I know that this essay may come across as a diatribe against the ‘modern world’, as rosy-tinted longing for the blue-remembered hills of my childhood. Maybe it is.

I don’t doubt that there will be those, more enamored of modernity than I, who will have a different take on this. Indeed there is a debate to be had as to whether the disappearance of children from public space is a price worth paying for the lifestyle and products this form of society has also delivered.

But one thing is clear to me: all aspects concerning the nature of a child’s early life are affected, determined even, by the economic system they are born into. I’ve focused here on one aspect of childhood, namely ‘where it takes place’, but a similar analysis is possible with respect to all aspects of childhood, not least ‘sexuality’.

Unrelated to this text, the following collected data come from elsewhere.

/// Fold candidates by case-insensitive trimmed name: first occurrence
/// wins, empty names are discarded, first-seen order is preserved.
pub fn dedupe_candidates(records: Vec<CandidateRecord>) -> Vec<CandidateRecord> {
    let mut seen = HashSet::new();
    records
        .into_iter()
        .filter(|record| match record.name() {
            Some(name) => seen.insert(name.to_lowercase()),
            None => false,
        })
        .collect()
}

/// Reference dates carried by the batch itself (records loaded from a
/// prior run's file), keyed by name for the backfill engine.
pub fn reference_dates_by_name(
    records: &[CandidateRecord],
    adapter: &dyn EntityAdapter,
) -> HashMap<String, ReferenceDates> {
    let (created_field, modified_field) = adapter.reference_date_fields();
    let mut map = HashMap::new();
    for record in records {
        let Some(name) = record.name() else {
            continue;
        };
        let reference = ReferenceDates {
            created: record.get_str(created_field).map(str::to_string),
            modified: record.get_str(modified_field).map(str::to_string),
        };
        if reference.created.is_some() || reference.modified.is_some() {
            map.entry(name.to_string()).or_insert(reference);
        }
    }
    map
}

/// Owner per record: a generated reference resolves when the profile
/// names one, otherwise round-robin by position in the succeeded batch.
pub fn owner_assignments(
    adapter: &dyn EntityAdapter,
    seeded: &[SeededRecord],
    user_ids: &[i64],
) -> Vec<(i64, i64)> {
    let mut assignments = Vec::new();
    let eligible = seeded
        .iter()
        .filter(|record| record.succeeded() && record.entity_id.is_some());

    for (idx, record) in eligible.enumerate() {
        let Some(entity_id) = record.entity_id else {
            continue;
        };
        let round_robin = user_ids[idx % user_ids.len()];
        let owner_id = match adapter
            .owner_reference_field()
            .and_then(|field| record.original.get(field))
        {
            Some(reference) => match resolve_owner_reference(reference, user_ids) {
                Ok(id) => id,
                Err(err) => {
                    warn!(
                        record = record.original.name().unwrap_or_default(),
                        error = %err,
                        "Owner reference unresolved, falling back to round-robin"
                    );
                    round_robin
                }
            },
            None => round_robin,
        };
        assignments.push((entity_id, owner_id));
    }
    assignments
}

/// Map a generated owner reference to a real application user id.
pub fn resolve_owner_reference(reference: &Value, available: &[i64]) -> Result<i64> {
    let id = match reference {
        Value::Number(n) => n.as_i64(),
        Value::String(s) => s.trim().parse::<i64>().ok(),
        _ => None,
    }
    .ok_or_else(|| Error::Resolution(format!("owner reference '{reference}' is not an id")))?;

    if available.contains(&id) {
        Ok(id)
    } else {
        Err(Error::Resolution(format!(
            "owner reference {id} does not match an application user"
        )))
    }
}

#[cfg(test)]
mod tests {
    use super::*;
    use crate::services::entity_adapter::ProfileAdapter;
    use demoseed_common::config::EntityProfile;
    use serde_json::json;

    fn record(value: serde_json::Value) -> CandidateRecord {
        match value {
            Value::Object(map) => CandidateRecord::new(map),
            _ => panic!("expected object"),
        }
    }

    fn test_adapter(owner_reference_field: Option<&str>) -> ProfileAdapter {
        let profile = EntityProfile {
            kind: "entities".into(),
            data_file: "entities.json".into(),
            endpoint: "/entities/add".into(),
            multipart: false,
            table: "entity".into(),
            id_column: "entity_id".into(),
            owner_column: "owner".into(),
            tenant_column: "site_id".into(),
            created_column: "date_created".into(),
            modified_column: "date_modified".into(),
            owner_endpoint: None,
            owner_field: "owner".into(),
            owner_reference_field: owner_reference_field.map(str::to_string),
            id_url_params: vec!["entityID".into()],
            id_content_patterns: vec![r"entityID[=:](\d+)".into()],
            created_reference_field: "createdDateTime".into(),
            modified_reference_field: "modifiedDateTime".into(),
            fields: vec![],
        };
        ProfileAdapter::from_profile(profile).unwrap()
    }

    fn seeded(name: &str, entity_id: Option<i64>, status: SeedStatus) -> SeededRecord {
        SeededRecord {
            original: record(json!({ "name": name })),
            entity_id,
            status,
        }
    }

    #[test]
    fn dedup_is_case_insensitive_and_keeps_first() {
        let records = vec![
            record(json!({ "name": "Acme Corp" })),
            record(json!({ "name": "ACME CORP" })),
            record(json!({ "name": "acme corp " })),
            record(json!({ "name": " Acme Corp" })),
            record(json!({ "name": "Acme CORP" })),
        ];

        let unique = dedupe_candidates(records);
        assert_eq!(unique.len(), 1);
        assert_eq!(unique[0].name(), Some("Acme Corp"));
    }

    #[test]
    fn dedup_discards_empty_names_and_preserves_order() {
        let records = vec![
            record(json!({ "name": "Beta" })),
            record(json!({ "name": "" })),
            record(json!({ "note": "no name at all" })),
            record(json!({ "name": "Alpha" })),
            record(json!({ "name": "beta" })),
        ];

        let unique = dedupe_candidates(records);
        let names: Vec<_> = unique.iter().filter_map(|r| r.name()).collect();
        assert_eq!(names, vec!["Beta", "Alpha"]);
    }

    #[test]
    fn reference_dates_are_collected_by_name() {
        let adapter = test_adapter(None);
        let records = vec![
            record(json!({
                "name": "Acme",
                "createdDateTime": "15-03-24 10:30 AM",
                "modifiedDateTime": "10-04-24 02:15 PM",
            })),
            record(json!({ "name": "Globex" })),
        ];

        let map = reference_dates_by_name(&records, &adapter);
        assert_eq!(map.len(), 1);
        let reference = &map["Acme"];
        assert_eq!(reference.created.as_deref(), Some("15-03-24 10:30 AM"));
        assert_eq!(reference.modified.as_deref(), Some("10-04-24 02:15 PM"));
    }

    #[test]
    fn owners_round_robin_over_the_succeeded_batch() {
        let adapter = test_adapter(None);
        let seeded = vec![
            seeded("A", Some(101), SeedStatus::Succeeded),
            seeded("B", None, SeedStatus::Failed),
            seeded("C", Some(102), SeedStatus::Succeeded),
            // Ambiguous success: submitted, but no id to address
            seeded("D", None, SeedStatus::Succeeded),
            seeded("E", Some(103), SeedStatus::Succeeded),
            seeded("F", Some(104), SeedStatus::Succeeded),
        ];
        let user_ids = vec![2, 3, 4];

        let assignments = owner_assignments(&adapter, &seeded, &user_ids);
        assert_eq!(
            assignments,
            vec![(101, 2), (102, 3), (103, 4), (104, 2)]
        );
    }

    #[test]
    fn owner_reference_resolves_when_it_matches_a_user() {
        let adapter = test_adapter(Some("ownerID"));
        let seeded = vec![SeededRecord {
            original: record(json!({ "name": "A", "ownerID": 3 })),
            entity_id: Some(101),
            status: SeedStatus::Succeeded,
        }];
        let user_ids = vec![2, 3, 4];

        let assignments = owner_assignments(&adapter, &seeded, &user_ids);
        assert_eq!(assignments, vec![(101, 3)]);
    }

    #[test]
    fn unresolvable_owner_reference_falls_back_to_round_robin() {
        let adapter = test_adapter(Some("ownerID"));
        let seeded = vec![SeededRecord {
            original: record(json!({ "name": "A", "ownerID": 99 })),
            entity_id: Some(101),
            status: SeedStatus::Succeeded,
        }];
        let user_ids = vec![2, 3, 4];

        let assignments = owner_assignments(&adapter, &seeded, &user_ids);
        assert_eq!(assignments, vec![(101, 2)]);
    }

    #[test]
    fn owner_reference_resolution_errors_are_typed() {
        let err = resolve_owner_reference(&json!("not-a-number"), &[1, 2]).unwrap_err();
        assert!(matches!(err, Error::Resolution(_)));

        let err = resolve_owner_reference(&json!(7), &[1, 2]).unwrap_err();
        assert!(matches!(err, Error::Resolution(_)));

        assert_eq!(resolve_owner_reference(&json!(2), &[1, 2]).unwrap(), 2);
        assert_eq!(resolve_owner_reference(&json!("2"), &[1, 2]).unwrap(), 2);
    }
}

Indeed the identity of the child as a sexual being is intrinsically linked to the question of ‘where the child belongs’: the nuclear family, the ‘home’, is an institution where incest taboos strongly prohibit all sexual relationships between members, other than between the parents. It is not a place for the uncomplicated or risk-free expression of child sexuality. A child entirely enclosed within the family has no soil within which its sexuality can take root.

I also acknowledge that to all but a tiny minority of people, a paedophile arguing for the increased presence of unaccompanied children in his community might read a bit like a burglar arguing for more people to leave their front doors unlocked.

But it’s not just those of us with a capacity to love genetically unrelated children who are adversely affected by their disappearance from the community. The whole of society is terribly impoverished by it, not least the children themselves.

If we are insensible to this is it because we value cars, television and consumer durables above our children? Have we too readily accepted the version of childhood which has been most insistently thrust at us? Are we, as a society, guilty of having sold off our children for the bread and circuses of the consumer lifestyle?